┌──

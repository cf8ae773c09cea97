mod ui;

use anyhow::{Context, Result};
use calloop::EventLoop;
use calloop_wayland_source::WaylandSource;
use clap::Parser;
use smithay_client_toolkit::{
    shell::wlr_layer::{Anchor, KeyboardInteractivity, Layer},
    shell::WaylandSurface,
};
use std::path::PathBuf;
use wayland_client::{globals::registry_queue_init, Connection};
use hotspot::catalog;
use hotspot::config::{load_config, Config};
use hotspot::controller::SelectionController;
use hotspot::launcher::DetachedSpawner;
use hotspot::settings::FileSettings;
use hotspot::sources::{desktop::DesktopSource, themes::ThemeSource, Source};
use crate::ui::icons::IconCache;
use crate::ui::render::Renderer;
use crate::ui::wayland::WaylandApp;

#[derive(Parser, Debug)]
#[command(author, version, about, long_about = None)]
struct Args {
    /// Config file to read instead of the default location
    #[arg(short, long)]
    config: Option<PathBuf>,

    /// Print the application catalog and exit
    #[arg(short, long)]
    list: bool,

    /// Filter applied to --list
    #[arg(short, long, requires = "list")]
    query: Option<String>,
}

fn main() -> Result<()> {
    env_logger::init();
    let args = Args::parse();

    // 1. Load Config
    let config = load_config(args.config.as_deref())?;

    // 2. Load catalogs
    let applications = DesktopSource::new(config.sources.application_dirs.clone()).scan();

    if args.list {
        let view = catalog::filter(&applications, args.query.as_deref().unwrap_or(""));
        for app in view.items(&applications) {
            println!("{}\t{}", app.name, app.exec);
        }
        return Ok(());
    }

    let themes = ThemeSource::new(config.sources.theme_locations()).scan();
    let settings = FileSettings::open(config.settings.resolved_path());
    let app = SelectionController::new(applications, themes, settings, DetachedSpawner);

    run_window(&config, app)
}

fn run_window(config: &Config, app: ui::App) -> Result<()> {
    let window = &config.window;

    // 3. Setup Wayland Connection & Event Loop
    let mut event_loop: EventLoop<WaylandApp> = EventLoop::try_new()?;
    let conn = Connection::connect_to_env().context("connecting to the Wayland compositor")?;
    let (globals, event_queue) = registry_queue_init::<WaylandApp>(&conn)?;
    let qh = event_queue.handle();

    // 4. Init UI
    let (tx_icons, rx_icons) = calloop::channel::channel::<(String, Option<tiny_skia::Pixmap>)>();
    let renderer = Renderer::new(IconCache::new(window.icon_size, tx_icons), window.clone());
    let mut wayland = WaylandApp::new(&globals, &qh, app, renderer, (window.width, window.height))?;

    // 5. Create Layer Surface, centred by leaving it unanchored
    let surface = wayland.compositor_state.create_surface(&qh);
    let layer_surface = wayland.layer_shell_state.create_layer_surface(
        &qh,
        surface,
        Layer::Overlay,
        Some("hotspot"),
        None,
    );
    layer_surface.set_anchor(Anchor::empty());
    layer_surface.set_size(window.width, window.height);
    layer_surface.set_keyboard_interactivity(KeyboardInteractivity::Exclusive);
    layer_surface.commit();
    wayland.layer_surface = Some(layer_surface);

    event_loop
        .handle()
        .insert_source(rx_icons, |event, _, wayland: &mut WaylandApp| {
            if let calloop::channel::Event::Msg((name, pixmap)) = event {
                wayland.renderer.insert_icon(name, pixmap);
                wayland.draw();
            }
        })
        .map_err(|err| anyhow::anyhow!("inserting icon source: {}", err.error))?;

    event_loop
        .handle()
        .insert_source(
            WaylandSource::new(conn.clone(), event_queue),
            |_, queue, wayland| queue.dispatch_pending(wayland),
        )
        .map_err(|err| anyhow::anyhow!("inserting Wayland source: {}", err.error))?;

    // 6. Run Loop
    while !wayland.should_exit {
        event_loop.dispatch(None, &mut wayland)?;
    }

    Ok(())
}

└──
┌──

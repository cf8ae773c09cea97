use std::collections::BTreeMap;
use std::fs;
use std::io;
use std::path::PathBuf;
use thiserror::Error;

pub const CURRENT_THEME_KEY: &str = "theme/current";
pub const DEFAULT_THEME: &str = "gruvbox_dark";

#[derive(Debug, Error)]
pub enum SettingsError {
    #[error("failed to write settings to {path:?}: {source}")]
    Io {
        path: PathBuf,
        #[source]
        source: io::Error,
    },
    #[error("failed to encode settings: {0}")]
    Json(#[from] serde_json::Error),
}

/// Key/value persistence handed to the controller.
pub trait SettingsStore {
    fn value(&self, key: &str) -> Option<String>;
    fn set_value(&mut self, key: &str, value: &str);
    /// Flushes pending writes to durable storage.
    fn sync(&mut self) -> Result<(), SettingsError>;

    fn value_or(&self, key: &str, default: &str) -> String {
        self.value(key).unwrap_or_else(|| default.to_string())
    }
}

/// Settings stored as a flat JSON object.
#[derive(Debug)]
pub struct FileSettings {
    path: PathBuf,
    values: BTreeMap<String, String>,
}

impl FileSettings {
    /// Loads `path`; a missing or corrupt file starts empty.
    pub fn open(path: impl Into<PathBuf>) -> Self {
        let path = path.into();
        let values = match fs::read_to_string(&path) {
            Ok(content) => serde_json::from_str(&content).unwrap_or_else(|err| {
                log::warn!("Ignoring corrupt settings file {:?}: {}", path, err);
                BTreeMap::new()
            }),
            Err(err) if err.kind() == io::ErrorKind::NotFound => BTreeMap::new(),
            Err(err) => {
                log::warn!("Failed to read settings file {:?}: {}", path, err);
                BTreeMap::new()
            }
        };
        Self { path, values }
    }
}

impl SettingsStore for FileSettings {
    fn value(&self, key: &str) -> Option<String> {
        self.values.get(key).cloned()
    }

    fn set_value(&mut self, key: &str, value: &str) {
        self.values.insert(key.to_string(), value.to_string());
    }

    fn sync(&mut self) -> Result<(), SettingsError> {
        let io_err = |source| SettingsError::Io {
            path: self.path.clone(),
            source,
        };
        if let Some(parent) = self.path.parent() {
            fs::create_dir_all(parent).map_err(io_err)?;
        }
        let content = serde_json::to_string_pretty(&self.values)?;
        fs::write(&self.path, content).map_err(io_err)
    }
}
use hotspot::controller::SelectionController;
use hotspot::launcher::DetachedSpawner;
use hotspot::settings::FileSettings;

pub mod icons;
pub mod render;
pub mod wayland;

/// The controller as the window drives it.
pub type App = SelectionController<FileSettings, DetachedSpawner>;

└──
┌──

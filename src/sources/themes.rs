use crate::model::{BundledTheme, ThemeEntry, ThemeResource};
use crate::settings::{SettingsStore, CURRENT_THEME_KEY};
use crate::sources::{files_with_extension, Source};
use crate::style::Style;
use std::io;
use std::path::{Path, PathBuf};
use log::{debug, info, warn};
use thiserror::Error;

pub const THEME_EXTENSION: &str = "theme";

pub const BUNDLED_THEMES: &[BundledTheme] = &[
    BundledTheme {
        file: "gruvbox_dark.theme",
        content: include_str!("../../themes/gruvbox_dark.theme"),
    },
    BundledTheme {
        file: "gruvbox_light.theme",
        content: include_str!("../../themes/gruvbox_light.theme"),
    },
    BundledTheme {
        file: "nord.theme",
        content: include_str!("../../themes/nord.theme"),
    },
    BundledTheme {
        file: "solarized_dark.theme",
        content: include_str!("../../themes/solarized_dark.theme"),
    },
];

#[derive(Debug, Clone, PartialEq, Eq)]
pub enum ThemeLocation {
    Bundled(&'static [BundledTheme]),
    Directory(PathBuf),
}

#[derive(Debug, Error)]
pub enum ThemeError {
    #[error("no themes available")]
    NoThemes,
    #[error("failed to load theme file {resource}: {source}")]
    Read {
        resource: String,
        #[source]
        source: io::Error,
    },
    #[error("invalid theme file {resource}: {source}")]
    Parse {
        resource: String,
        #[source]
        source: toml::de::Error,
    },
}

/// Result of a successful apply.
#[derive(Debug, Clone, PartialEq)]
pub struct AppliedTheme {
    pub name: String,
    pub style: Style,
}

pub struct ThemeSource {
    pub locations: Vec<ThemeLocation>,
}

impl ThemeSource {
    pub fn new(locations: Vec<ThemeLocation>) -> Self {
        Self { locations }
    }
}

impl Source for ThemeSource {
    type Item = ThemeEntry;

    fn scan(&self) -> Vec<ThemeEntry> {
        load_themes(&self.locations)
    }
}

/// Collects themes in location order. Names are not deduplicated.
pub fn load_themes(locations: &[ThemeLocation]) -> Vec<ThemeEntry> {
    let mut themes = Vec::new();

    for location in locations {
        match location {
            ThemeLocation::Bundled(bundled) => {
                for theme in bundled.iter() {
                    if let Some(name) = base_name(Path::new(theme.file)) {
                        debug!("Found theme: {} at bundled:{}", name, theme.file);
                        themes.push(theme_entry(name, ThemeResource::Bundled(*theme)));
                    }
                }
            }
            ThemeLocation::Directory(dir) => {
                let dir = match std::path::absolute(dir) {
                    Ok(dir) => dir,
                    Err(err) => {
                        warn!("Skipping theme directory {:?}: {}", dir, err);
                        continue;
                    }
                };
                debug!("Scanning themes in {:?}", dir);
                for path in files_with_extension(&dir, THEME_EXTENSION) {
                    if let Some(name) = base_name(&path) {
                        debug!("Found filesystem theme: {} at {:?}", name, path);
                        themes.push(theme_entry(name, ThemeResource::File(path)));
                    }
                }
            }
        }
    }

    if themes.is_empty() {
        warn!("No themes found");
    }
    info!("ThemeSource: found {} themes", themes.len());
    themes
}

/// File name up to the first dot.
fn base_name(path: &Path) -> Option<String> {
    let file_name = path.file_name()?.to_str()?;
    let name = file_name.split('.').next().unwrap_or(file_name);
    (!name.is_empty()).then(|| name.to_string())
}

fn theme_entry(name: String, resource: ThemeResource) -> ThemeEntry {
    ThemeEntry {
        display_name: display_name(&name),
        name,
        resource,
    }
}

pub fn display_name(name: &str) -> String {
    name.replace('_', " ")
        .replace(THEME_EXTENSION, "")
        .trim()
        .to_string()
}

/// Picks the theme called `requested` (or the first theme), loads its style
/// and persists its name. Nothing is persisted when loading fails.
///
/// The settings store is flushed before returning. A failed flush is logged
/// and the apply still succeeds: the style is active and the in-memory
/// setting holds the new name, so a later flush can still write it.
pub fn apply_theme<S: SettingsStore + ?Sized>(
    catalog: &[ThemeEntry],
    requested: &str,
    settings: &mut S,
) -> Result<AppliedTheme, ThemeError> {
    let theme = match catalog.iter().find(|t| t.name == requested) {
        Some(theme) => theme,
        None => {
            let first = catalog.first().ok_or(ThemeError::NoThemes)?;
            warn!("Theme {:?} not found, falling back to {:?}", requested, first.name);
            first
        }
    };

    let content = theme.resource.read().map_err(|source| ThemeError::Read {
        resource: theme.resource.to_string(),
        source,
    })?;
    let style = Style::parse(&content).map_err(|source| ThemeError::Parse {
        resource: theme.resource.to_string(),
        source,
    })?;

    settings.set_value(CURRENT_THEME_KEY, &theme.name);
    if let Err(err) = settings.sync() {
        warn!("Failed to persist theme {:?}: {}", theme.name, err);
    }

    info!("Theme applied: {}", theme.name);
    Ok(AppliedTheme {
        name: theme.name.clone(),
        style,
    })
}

└──

Go through the material line by line, tally each line containing "ThemeSource", and give the total only.

*Result for this task*
6